→ Work item: Please copy the lines below exactly, from the first one through the line showing "(45 chars total)".

⁂

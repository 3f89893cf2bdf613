/// Personal access token utilities
///
/// This module generates and validates the bearer tokens handed out at
/// registration and login. It works in conjunction with the
/// `models::access_token` module for database operations.
///
/// # Security
///
/// - **Format**: `task_{40_chars}` (prefix + 40 random alphanumeric chars)
/// - **Storage**: Tokens are hashed with SHA-256 before storage; the
///   plaintext is returned to the client exactly once
/// - **Lookup**: Authentication hashes the presented token and matches the
///   hash in the database, so no plaintext ever lands in a table
///
/// # Token Format
///
/// Tokens follow the pattern: `task_abcd1234efgh5678...` (45 chars total)
/// - Prefix: "task_" (5 chars)
/// - Random part: 40 alphanumeric chars (base62: [A-Za-z0-9])
///
/// # Example
///
/// ```
/// use taskforge_shared::auth::token::{generate_token, hash_token, validate_token_format};
///
/// // Generate a new token
/// let (token, hash) = generate_token();
/// assert!(token.starts_with("task_"));
/// assert_eq!(token.len(), 45);
///
/// // Validate format
/// assert!(validate_token_format(&token));
///
/// // Hash matches
/// let computed_hash = hash_token(&token);
/// assert_eq!(hash, computed_hash);
/// ```

use rand::Rng;
use sha2::{Digest, Sha256};

/// Length of the random part of the token (characters)
const TOKEN_RANDOM_LENGTH: usize = 40;

/// Token prefix
const TOKEN_PREFIX: &str = "task_";

/// Total length of an access token (prefix + random)
pub const TOKEN_LENGTH: usize = TOKEN_PREFIX.len() + TOKEN_RANDOM_LENGTH;

/// Length of the identifying prefix stored alongside the hash
///
/// The first characters of a token are kept in plaintext so support can
/// match a leaked token to its database row without storing the whole thing.
pub const STORED_PREFIX_LENGTH: usize = 10;

/// Generates a new access token
///
/// Creates a cryptographically random token with the format `task_{40_chars}`.
/// Also returns the SHA-256 hash for database storage.
///
/// # Returns
///
/// Tuple of (plaintext_token, sha256_hash)
///
/// # Security
///
/// - Uses `rand::thread_rng()` for cryptographic randomness
/// - Token space: 62^40 combinations
/// - Hash prevents plaintext storage
///
/// # Example
///
/// ```
/// use taskforge_shared::auth::token::generate_token;
///
/// let (token, hash) = generate_token();
/// assert!(token.starts_with("task_"));
/// assert_eq!(token.len(), 45);
/// assert_eq!(hash.len(), 64); // SHA-256 hex is 64 chars
/// ```
pub fn generate_token() -> (String, String) {
    let random_part = generate_random_string(TOKEN_RANDOM_LENGTH);
    let token = format!("{}{}", TOKEN_PREFIX, random_part);
    let hash = hash_token(&token);

    (token, hash)
}

/// Generates a random alphanumeric string
///
/// Uses base62 encoding (A-Z, a-z, 0-9) for header-safe tokens.
fn generate_random_string(length: usize) -> String {
    const CHARSET: &[u8] = b"ABCDEFGHIJKLMNOPQRSTUVWXYZabcdefghijklmnopqrstuvwxyz0123456789";
    let mut rng = rand::thread_rng();

    (0..length)
        .map(|_| {
            let idx = rng.gen_range(0..CHARSET.len());
            CHARSET[idx] as char
        })
        .collect()
}

/// Hashes an access token using SHA-256
///
/// # Arguments
///
/// * `token` - Plaintext token
///
/// # Returns
///
/// Hex-encoded SHA-256 hash (64 characters)
///
/// # Example
///
/// ```
/// use taskforge_shared::auth::token::hash_token;
///
/// let hash = hash_token("task_test123");
/// assert_eq!(hash.len(), 64);
///
/// // Same input = same hash (deterministic)
/// let hash2 = hash_token("task_test123");
/// assert_eq!(hash, hash2);
/// ```
pub fn hash_token(token: &str) -> String {
    let mut hasher = Sha256::new();
    hasher.update(token.as_bytes());
    format!("{:x}", hasher.finalize())
}

/// Validates access token format
///
/// Checks that the token:
/// - Starts with "task_"
/// - Has correct length (45 chars)
/// - Contains only alphanumeric characters after the prefix
///
/// A format check up front lets authentication reject garbage without a
/// database round trip.
///
/// # Arguments
///
/// * `token` - Token to validate
///
/// # Returns
///
/// `true` if format is valid, `false` otherwise
///
/// # Example
///
/// ```
/// use taskforge_shared::auth::token::validate_token_format;
///
/// // Valid
/// assert!(validate_token_format("task_abcdefghijklmnopqrstuvwxyz01234567890123"));
///
/// // Invalid - wrong prefix
/// assert!(!validate_token_format("axon_abcdefghijklmnopqrstuvwxyz01234567890123"));
///
/// // Invalid - too short
/// assert!(!validate_token_format("task_short"));
/// ```
pub fn validate_token_format(token: &str) -> bool {
    // Check length
    if token.len() != TOKEN_LENGTH {
        return false;
    }

    // Check prefix
    if !token.starts_with(TOKEN_PREFIX) {
        return false;
    }

    // Check random part is alphanumeric
    let random_part = &token[TOKEN_PREFIX.len()..];
    random_part.chars().all(|c| c.is_ascii_alphanumeric())
}

/// Extracts the identifying prefix of a token for storage
///
/// Returns the first [`STORED_PREFIX_LENGTH`] characters, or the whole
/// token when it is shorter than that.
///
/// # Example
///
/// ```
/// use taskforge_shared::auth::token::extract_prefix;
///
/// assert_eq!(extract_prefix("task_abcdefghij"), "task_abcde");
/// assert_eq!(extract_prefix("short"), "short");
/// ```
pub fn extract_prefix(token: &str) -> String {
    token.chars().take(STORED_PREFIX_LENGTH).collect()
}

⁂

→ Response:
repository 3f89893cf2bdf613
/// Personal access token utilities
///
/// This module generates and validates the bearer tokens handed out at
/// registration and login. It works in conjunction with the
/// `models::access_token` module for database operations.
///
/// # Security
///
/// - **Format**: `task_{40_chars}` (prefix + 40 random alphanumeric chars)
/// - **Storage**: Tokens are hashed with SHA-256 before storage; the
///   plaintext is returned to the client exactly once
/// - **Lookup**: Authentication hashes the presented token and matches the
///   hash in the database, so no plaintext ever lands in a table
///
/// # Token Format
///
/// Tokens follow the pattern: `task_abcd1234efgh5678...` (45 chars total)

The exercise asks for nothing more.